• **BRIEF**
The listing below must be copied exactly and in full.

• **TASK DATA**
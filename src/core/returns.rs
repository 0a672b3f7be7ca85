use super::rng::RandomSource;
use super::types::{Asset, MacroState, MarketEvent};

pub fn compute_return<R: RandomSource>(asset: &Asset, macro_state: &MacroState, rng: &mut R) -> f64 {
    let (low, high) = asset.return_range;
    let base = rng.uniform(low, high);
    base + macro_adjustment(asset, macro_state)
}

pub fn macro_adjustment(asset: &Asset, macro_state: &MacroState) -> f64 {
    let neutral = MacroState::NEUTRAL;
    let c = &asset.correlations;
    (macro_state.gdp - neutral.gdp) * c.gdp
        + (macro_state.interest_rate - neutral.interest_rate) * c.interest_rate
        + (macro_state.inflation - neutral.inflation) * c.inflation
}

pub fn effective_multiplier(asset: &Asset, event: &MarketEvent) -> f64 {
    if event.applies_to(asset) {
        event.multiplier
    } else {
        1.0
    }
}

/// Profit on a position worth `current_value`, never losing more than that.
/// Consumes exactly one draw.
pub fn compute_profit<R: RandomSource>(
    current_value: f64,
    asset: &Asset,
    macro_state: &MacroState,
    event: &MarketEvent,
    rng: &mut R,
) -> f64 {
    let rate = compute_return(asset, macro_state, rng);
    (current_value * rate * effective_multiplier(asset, event)).max(-current_value)
}

#[cfg(test)]
mod tests {
    use super::*;
    use crate::core::catalog::{MARKET_EVENTS, find_asset, find_event};
    use crate::core::rng::{Rng, ScriptedSource};
    use crate::core::types::EventKind;
    use proptest::prelude::{prop_assert, proptest};

    const EPS: f64 = 1e-9;

    fn assert_approx(actual: f64, expected: f64) {
        assert!(
            (actual - expected).abs() <= EPS,
            "expected {expected}, got {actual}"
        );
    }

    fn asset(id: &str) -> &'static Asset {
        find_asset(id).expect("catalog asset")
    }

    #[test]
    fn neutral_macro_leaves_base_rate_untouched() {
        let bonds = asset("bonds");
        let mut source = ScriptedSource::constant(0.5);
        let rate = compute_return(bonds, &MacroState::NEUTRAL, &mut source);
        assert_approx(rate, 0.01);
    }

    #[test]
    fn oracle_macro_adjustment_matches_hand_calculation() {
        // blue_chip: 0.8*(1.1-1) - 0.3*(0.02-0.01) - 0.1*(0.03-0.02) = 0.08 - 0.003 - 0.001
        let macro_state = MacroState {
            gdp: 1.1,
            interest_rate: 0.02,
            inflation: 0.03,
        };
        assert_approx(macro_adjustment(asset("blue_chip"), &macro_state), 0.076);
    }

    #[test]
    fn untargeted_event_scales_every_asset() {
        let bull = find_event(EventKind::Bull).expect("bull event");
        let mut source = ScriptedSource::constant(0.0);
        let profit = compute_profit(
            100_000.0,
            asset("blue_chip"),
            &MacroState::NEUTRAL,
            bull,
            &mut source,
        );
        assert_approx(profit, 100_000.0 * 0.01 * 1.5);
    }

    #[test]
    fn class_targeted_event_only_scales_matching_assets() {
        let tax_law = &MARKET_EVENTS[3];
        assert_approx(effective_multiplier(asset("small_cap"), tax_law), 0.8);
        assert_approx(effective_multiplier(asset("bonds"), tax_law), 1.0);

        let sanctions = &MARKET_EVENTS[5];
        assert_approx(effective_multiplier(asset("commodities_gold"), sanctions), 0.8);
        assert_approx(effective_multiplier(asset("crypto"), sanctions), 1.0);
    }

    #[test]
    fn asset_targeted_event_matches_on_id() {
        let mut event = MARKET_EVENTS[0];
        event.scope = crate::core::types::EventScope::Asset("crypto");
        event.multiplier = 2.0;
        assert_approx(effective_multiplier(asset("crypto"), &event), 2.0);
        assert_approx(effective_multiplier(asset("private_equity"), &event), 1.0);
    }

    #[test]
    fn profit_consumes_one_draw() {
        let neutral = find_event(EventKind::Neutral).expect("neutral event");
        let mut source = ScriptedSource::new(&[0.2, 0.9]);
        compute_profit(1.0, asset("crypto"), &MacroState::NEUTRAL, neutral, &mut source);
        assert_eq!(source.consumed(), 1);
    }

    #[test]
    fn profit_never_loses_more_than_the_position() {
        // 0.08 + 1.5 * (0.5 - 1.0) = -0.67, times the bull 1.5 is -1.005
        let bull = find_event(EventKind::Bull).expect("bull event");
        let trough = MacroState {
            gdp: 0.5,
            ..MacroState::NEUTRAL
        };
        let mut source = ScriptedSource::constant(0.0);
        let profit = compute_profit(75_000.0, asset("private_equity"), &trough, bull, &mut source);
        assert_approx(profit, -75_000.0);
    }

    proptest! {
        #![proptest_config(proptest::test_runner::Config::with_cases(64))]

        #[test]
        fn prop_neutral_rates_stay_inside_catalog_range(seed in 0u64..10_000, idx in 0usize..7) {
            let asset = &crate::core::catalog::ASSETS[idx];
            let mut rng = Rng::new(seed);
            let rate = compute_return(asset, &MacroState::NEUTRAL, &mut rng);
            prop_assert!(rate >= asset.return_range.0 - EPS);
            prop_assert!(rate <= asset.return_range.1 + EPS);
        }
    }
}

• **SOLUTION TO THE PROBLEM**
filename src/core/returns.rs
repository 0a672b3f7be7ca85
use super::rng::RandomSource;
use super::types::{Asset, MacroState, MarketEvent};

pub fn compute_return<R: RandomSource>(asset: &Asset, macro_state: &MacroState, rng: &mut R) -> f64 {
    let (low, high) = asset.return_range;
    let base = rng.uniform(low, high);
    base + macro_adjustment(asset, macro_state)
}

pub fn macro_adjustment(asset: &Asset, macro_state: &MacroState) -> f64 {
    let neutral = MacroState::NEUTRAL;
    let c = &asset.correlations;
    (macro_state.gdp - neutral.gdp) * c.gdp
        + (macro_state.interest_rate - neutral.interest_rate) * c.interest_rate
        + (macro_state.inflation - neutral.inflation) * c.inflation
}

pub fn effective_multiplier(asset: &Asset, event: &MarketEvent) -> f64 {
    if event.applies_to(asset) {
        event.multiplier
    } else {
        1.0
    }
}

/// Profit on a position worth `current_value`, never losing more than that.
/// Consumes exactly one draw.
pub fn compute_profit<R: RandomSource>(
    current_value: f64,
    asset: &Asset,
    macro_state: &MacroState,
    event: &MarketEvent,
    rng: &mut R,
) -> f64 {
    let rate = compute_return(asset, macro_state, rng);
    (current_value * rate * effective_multiplier(asset, event)).max(-current_value)
}

#[cfg(test)]
mod tests {
    use super::*;
    use crate::core::catalog::{MARKET_EVENTS, find_asset, find_event};
    use crate::core::rng::{Rng, ScriptedSource};
    use crate::core::types::EventKind;
    use proptest::prelude::{prop_assert, proptest};

    const EPS: f64 = 1e-9;

    fn assert_approx(actual: f64, expected: f64) {
        assert!(
            (actual - expected).abs() <= EPS,
            "expected {expected}, got {actual}"
        );
    }

    fn asset(id: &str) -> &'static Asset {
        find_asset(id).expect("catalog asset")
    }

    #[test]
    fn neutral_macro_leaves_base_rate_untouched() {
        let bonds = asset("bonds");
        let mut source = ScriptedSource::constant(0.5);
        let rate = compute_return(bonds, &MacroState::NEUTRAL, &mut source);
        assert_approx(rate, 0.01);
    }

    #[test]
    fn oracle_macro_adjustment_matches_hand_calculation() {
        // blue_chip: 0.8*(1.1-1) - 0.3*(0.02-0.01) - 0.1*(0.03-0.02) = 0.08 - 0.003 - 0.001
        let macro_state = MacroState {
            gdp: 1.1,
            interest_rate: 0.02,
            inflation: 0.03,
        };
        assert_approx(macro_adjustment(asset("blue_chip"), &macro_state), 0.076);
    }

    #[test]
    fn untargeted_event_scales_every_asset() {
        let bull = find_event(EventKind::Bull).expect("bull event");
        let mut source = ScriptedSource::constant(0.0);
        let profit = compute_profit(
            100_000.0,
            asset("blue_chip"),
            &MacroState::NEUTRAL,
            bull,
            &mut source,
        );
        assert_approx(profit, 100_000.0 * 0.01 * 1.5);
    }

    #[test]
    fn class_targeted_event_only_scales_matching_assets() {
        let tax_law = &MARKET_EVENTS[3];
        assert_approx(effective_multiplier(asset("small_cap"), tax_law), 0.8);
        assert_approx(effective_multiplier(asset("bonds"), tax_law), 1.0);

        let sanctions = &MARKET_EVENTS[5];
        assert_approx(effective_multiplier(asset("commodities_gold"), sanctions), 0.8);
        assert_approx(effective_multiplier(asset("crypto"), sanctions), 1.0);
    }

    #[test]
    fn asset_targeted_event_matches_on_id() {
        let mut event = MARKET_EVENTS[0];
        event.scope = crate::core::types::EventScope::Asset("crypto");
        event.multiplier = 2.0;
        assert_approx(effective_multiplier(asset("crypto"), &event), 2.0);
        assert_approx(effective_multiplier(asset("private_equity"), &event), 1.0);
    }

    #[test]
    fn profit_consumes_one_draw() {
        let neutral = find_event(EventKind::Neutral).expect("neutral event");
        let mut source = ScriptedSource::new(&[0.2, 0.9]);
        compute_profit(1.0, asset("crypto"), &MacroState::NEUTRAL, neutral, &mut source);
        assert_eq!(source.consumed(), 1);
    }

    #[test]
    fn profit_never_loses_more_than_the_position() {
        // 0.08 + 1.5 * (0.5 - 1.0) = -0.67, times the bull 1.5 is -1.005
        let bull = find_event(EventKind::Bull).expect("bull event");
        let trough = MacroState {
            gdp: 0.5,
            ..MacroState::NEUTRAL
        };
        let mut source = ScriptedSource::constant(0.0);
        let profit = compute_profit(75_000.0, asset("private_equity"), &trough, bull, &mut source);
        assert_approx(profit, -75_000.0);
    }

    proptest! {
        #![proptest_config(proptest::test_runner::Config::with_cases(64))]

        #[test]
        fn prop_neutral_rates_stay_inside_catalog_range(seed in 0u64..10_000, idx in 0usize..7) {
            let asset = &crate::core::catalog::ASSETS[idx];
            let mut rng = Rng::new(seed);
            let rate = compute_return(asset, &MacroState::NEUTRAL, &mut rng);
            prop_assert!(rate >= asset.return_range.0 - EPS);
            prop_assert!(rate <= asset.return_range.1 + EPS);
        }
    }
}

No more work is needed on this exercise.